Dar Williams seeks to be less "granola" on her latest release, "The
Green World."

Dar Williams seeks to be less "granola" on her latest release, "The Green World."

Williams, who earned a bachelor's degree in religion and theater at Wesleyann College in Connecticut, began her career by playing the coffeehouses and colleges of the Massachusetts folk circuit. Her 1993 indie debut, "The Honesty Room," won her heaps of critical praise and a recording contract with the Razor & Tie Records. She toured relentlessly and continued to build her reputation through eclectic and ambitious records, including 1996's "Mortal City" and "End of the Summer," released the following year. Spin magazine called Williams the "most promising" artist on the indie folk scene, and comparisons to Joni Mitchell, Ani DiFranco and Joan Baez were numerous.

Williams' recent effort, "The Green World," contains a dazzling array of styles and sub-genres, set to her literate, lyrical forays into topics personal and profane. Though the album stays true to Williams' aural sensibility, the work also is decidedly less "granola" than her previous efforts, blending in a wider array of instruments and moods. One standout "Green World" song is the quirky neo-feminist anthem, "I Won't Be Your Yoko Ono," which Williams insists is not a response to the Barenaked Ladies' "Be My Yoko Ono," although the sentiments are similar.

"Yoko was really well known in her own right as a conceptual artist and a performance artist," Williams says. "Ultimately, it's a question of how we read history. Do we only read history for the most obvious, for how it affects the pop stars? Do we pretend that Yoko was never an artist because the artist that she married was more famous and therefore eclipsed her, or do we respect the fact that that was a real love story of two artists? So it's kind of a song that says, 'I'll face all the slandering of history-makers who subordinate my art to yours, but I will not do that for you.'"

On the other end of the sonic spectrum is "After All," a painful trip through the "whispering well" of therapy and the rebirth that comes after the death of one's soul.

"It's a revisiting of that time where I learned that getting out of depression didn't mean avoiding pain," Williams explains. "Getting out of depression meant facing different aspects of the truth, which could be painful, but that's more of a relief than static and fear of moving in any direction."

Still Williams emphatically denies that writing or performing is therapy for her.

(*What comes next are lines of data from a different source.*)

use crate::models::{ConsolidatedSummary, FinancialMetrics, MonthlyPoint, ProgramPerformance};

pub const HIDDEN_PLACEHOLDER: &str = "•••";

pub fn mask(value: f64, visible: bool) -> f64 {
    if visible {
        value
    } else {
        0.0
    }
}

pub fn mask_currency(value: f64, visible: bool) -> String {
    if visible {
        format_currency(value)
    } else {
        HIDDEN_PLACEHOLDER.to_string()
    }
}

pub fn mask_number(value: f64, visible: bool) -> String {
    if visible {
        format!("{value:.0}")
    } else {
        HIDDEN_PLACEHOLDER.to_string()
    }
}

pub fn format_currency(value: f64) -> String {
    let value = if value.is_finite() { value } else { 0.0 };
    let cents = (value.abs() * 100.0).round() as u64;
    let sign = if value < 0.0 && cents > 0 { "-" } else { "" };
    format!(
        "{sign}R$ {},{:02}",
        group_thousands(cents / 100),
        cents % 100
    )
}

pub fn format_percent(value: f64) -> String {
    let value = if value.is_finite() { value } else { 0.0 };
    format!("{value:.1}%").replace('.', ",")
}

pub fn masked_program(program: &ProgramPerformance, visible: bool) -> ProgramPerformance {
    ProgramPerformance {
        total_target: mask(program.total_target, visible),
        total_realized: mask(program.total_realized, visible),
        ..program.clone()
    }
}

pub fn masked_summary(summary: &ConsolidatedSummary, visible: bool) -> ConsolidatedSummary {
    let metrics = summary.financial_metrics;
    ConsolidatedSummary {
        financial_metrics: FinancialMetrics {
            captado: mask(metrics.captado, visible),
            realizado: mask(metrics.realizado, visible),
            andamento: mask(metrics.andamento, visible),
        },
        ..summary.clone()
    }
}

pub fn masked_series(series: &[MonthlyPoint], visible: bool) -> Vec<MonthlyPoint> {
    series
        .iter()
        .map(|point| MonthlyPoint {
            target: mask(point.target, visible),
            realized: mask(point.realized, visible),
            ..point.clone()
        })
        .collect()
}

fn group_thousands(value: u64) -> String {
    let digits = value.to_string();
    let mut grouped = String::with_capacity(digits.len() + digits.len() / 3);
    for (i, digit) in digits.chars().enumerate() {
        if i > 0 && (digits.len() - i) % 3 == 0 {
            grouped.push('.');
        }
        grouped.push(digit);
    }
    grouped
}

#[cfg(test)]
mod tests {
    use super::*;
    use proptest::prelude::*;

    #[test]
    fn formats_brazilian_currency() {
        assert_eq!(format_currency(1234.56), "R$ 1.234,56");
        assert_eq!(format_currency(0.0), "R$ 0,00");
        assert_eq!(format_currency(999.999), "R$ 1.000,00");
        assert_eq!(format_currency(-1500.5), "-R$ 1.500,50");
        assert_eq!(format_currency(1_234_567.0), "R$ 1.234.567,00");
        assert_eq!(format_currency(f64::NAN), "R$ 0,00");
        assert_eq!(format_currency(-0.001), "R$ 0,00");
    }

    #[test]
    fn formats_percentages_with_comma() {
        assert_eq!(format_percent(104.1666), "104,2%");
        assert_eq!(format_percent(0.0), "0,0%");
    }

    #[test]
    fn hidden_currency_uses_placeholder() {
        assert_eq!(mask_currency(1234.56, false), "•••");
        assert_eq!(mask_currency(1234.56, true), "R$ 1.234,56");
    }

    #[test]
    fn hidden_numbers_use_placeholder() {
        assert_eq!(mask_number(120.0, true), "120");
        assert_eq!(mask_number(120.0, false), "•••");
        assert_eq!(mask_number(0.0, false), HIDDEN_PLACEHOLDER);
    }

    #[test]
    fn masking_a_copy_leaves_the_shared_aggregate_intact() {
        let summary = ConsolidatedSummary {
            total_programs: 2,
            programs_with_data: 1,
            total_indicators: 4,
            average_performance: 87.5,
            financial_metrics: FinancialMetrics {
                captado: 5000.0,
                realizado: 3000.0,
                andamento: 2000.0,
            },
        };

        let hidden = masked_summary(&summary, false);
        assert_eq!(hidden.financial_metrics, FinancialMetrics::default());
        assert_eq!(hidden.average_performance, 87.5);
        assert_eq!(summary.financial_metrics.captado, 5000.0);
        assert_eq!(masked_summary(&summary, true), summary);
    }

    #[test]
    fn masked_program_keeps_percentages() {
        let program = ProgramPerformance {
            program_slug: "casa_sonhar".to_string(),
            total_target: 200.0,
            total_realized: 180.0,
            average_performance: 75.0,
            total_indicators: 2,
            monthly_indicators: 2,
            has_data: true,
            has_activity: true,
        };
        let hidden = masked_program(&program, false);
        assert_eq!(hidden.total_target, 0.0);
        assert_eq!(hidden.average_performance, 75.0);
        assert_eq!(program.total_target, 200.0);
    }

    proptest! {
        #[test]
        fn mask_law(x in -1e12f64..1e12) {
            prop_assert_eq!(mask(x, true), x);
            prop_assert_eq!(mask(x, false), 0.0);
        }

        #[test]
        fn currency_never_fails(x in -1e12f64..=0.0) {
            prop_assert!(mask_currency(x, true).contains("R$"));
            prop_assert_eq!(mask_currency(x, false), HIDDEN_PLACEHOLDER);
        }
    }
}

What: Dar Williams, Catie CurtisWhen: 8 p.m. WednesdayWhere: Liberty Hall, 644 Mass.Ticket prices: $17.50-$21.50Ticket information: 749-1912

"People put (press) clippings in my dressing room," she laughs, "and they say, 'Williams views music as therapy.' And I'm like 'Eeeww.' It just seems so self-indulgent. 'Thanks for having therapy on our time!' So I'd say, no, it's not like therapy. I would say it's actually kind of a reward for having somehow managed to keep my eyes open in the world."

Critical response to "The Green World" from folk circles has been mixed, a phenomenon that doesn't surprise the singer-songwriter.

"People have said that it's more produced than the other ones," Williams says. "I don't agree. I just think it's differently produced."

On the other side of folk

Having cut her teeth on the indie folk circuit, Williams now finds herself in a position similar to Bob Dylan in the mid-1960s: trying to move beyond the folk label while not alienating her core fan base.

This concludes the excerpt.